Mutations in genes essential to survival are behind so-called orphan diseases, explaining in part why these diseases are rare and often deadly, according to a study appearing in The American Journal of Human Genetics.
The new finding contrasts sharply with what is known about mutations in non-essential genes being the drivers of common diseases having higher prevalence rates, according to scientists at Cincinnati Children's Hospital Medical Center who conducted the research.
The bioinformatics study - which used computer technology to link diseases with causative genes, interacting proteins, and shared molecular pathways - produced a global network map involving 1,772 orphan diseases caused by gene mutations. The map gives scientists a precise starting point to launch innovative research into developing new therapies or repositioning existing drugs for diseases that lack effective treatments, said Anil Jegga, Ph.D., a researcher in the Division of Biomedical Informatics and the study's senior investigator.
An orphan or rare disease is defined as one affecting less than 200,000 Americans. There are 8,000 orphan diseases that together impact more than 25 million people in the United States, Dr. Jegga explained. A number of orphan diseases start early in life, are influenced by genetics and the immune system, and include diseases like cystic fibrosis and various forms of childhood cancer.
"Only about 300 of these 8,000 diseases have effective drug therapy, so collectively orphan diseases pose a formidable challenge for public health authorities," Dr. Jegga said. "Previous studies on disease networks have not separated out these rare diseases, many of which are fatal while others induce chronic and debilitating illnesses."
By analyzing networks that offer a natural representation of orphan diseases - including the interactive links between causative genes, protein functions and pathways - researchers get a systems-level view of the complex associations that underlie these diseases, according to Minlu Zhang and Cheng Zhu, the study's co-first authors and members of the Department of Computer Science at the University of Cincinnati.
One of the study's key findings is that orphan disease genes encode hub proteins, which have multiple protein-to-protein interactions vital to cell function. Previous studies have shown that non-essential genes causing common diseases do not encode hub proteins. In fact, researchers report that deleting about 43 percent of orphan disease causing gene homologs in mice (which are similar to human genes) is lethal or cause premature death, indicating the essential survival role of the genes and related biological processes.
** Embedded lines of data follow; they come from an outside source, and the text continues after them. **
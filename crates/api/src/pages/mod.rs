mod home;
pub mod partials;
mod register;

use actix_web::web;
use home::home_controller;
use register::register_controller;

pub fn configure_routes(cfg: &mut web::ServiceConfig) {
    cfg.route("/", web::get().to(home_controller));
    cfg.route("/register", web::get().to(register_controller));
}
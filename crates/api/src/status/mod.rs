use actix_web::{web, HttpResponse};
use mpc_reservations_api_structs::get_service_health::*;

async fn status() -> HttpResponse {
    HttpResponse::Ok().json(APIResponse {
        message: "Up and running\r\n".into(),
    })
}

pub fn configure_routes(cfg: &mut web::ServiceConfig) {
    cfg.route("/", web::get().to(status));
}
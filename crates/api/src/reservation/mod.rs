mod get_reservation;
mod get_reservations;
mod search_reservations;

use actix_web::web;
use get_reservation::get_reservation_controller;
use get_reservations::get_reservations_controller;
use search_reservations::search_reservations_controller;

pub fn configure_routes(cfg: &mut web::ServiceConfig) {
    cfg.route("/reservation", web::get().to(get_reservations_controller));
    cfg.route(
        "/reservation/find",
        web::get().to(get_reservation_controller),
    );
    cfg.route(
        "/reservation/search",
        web::get().to(search_reservations_controller),
    );
}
Researchers said the 1772 orphan diseases analyzed in their study are linked to a total of 2,124 mutant genes. Sixty-nine percent of the diseases have one implicated gene and the rest are caused by two or more genes. In fact, of the 2,124 orphan disease-causing genes, 1,393 are linked to only one disease, while the remaining 731 genes are causative for two or more diseases. An example noted in the study involves mutations of the gene LMNA, which are implicated in 17 orphan diseases. And the orphan disease, nonsyndromic genetic deafness, has the highest number of causative genes at 43.
Dr. Jegga and his colleagues say the study also shows that it is critical to go beyond taking a gene-based approach to diagramming interactive orphan disease maps.
"Our findings indicate that the wiring of the gene-based and function-based networks of orphan diseases is different," he said. "By considering the shared functions among causal genes, molecular targets for the treatment of orphan diseases can be revealed. These maps of molecular targets can then be used to create novel hypotheses and guide treatment strategies for orphan diseases."
In the 10 years prior to passage of the U.S. Orphan Drug Act in 1983, only 10 new drugs for rare diseases were approved by the Food and Drug Administration. In the 28 years since the act passed, more than 300 orphan disease drugs have been approved.
Data used in the study was provided by Orphanet, an online reference portal for information on rare diseases and orphan drugs. Funding support for the current study came in part from the Cincinnati Digestive Health Sciences Center and from Cincinnati Children's.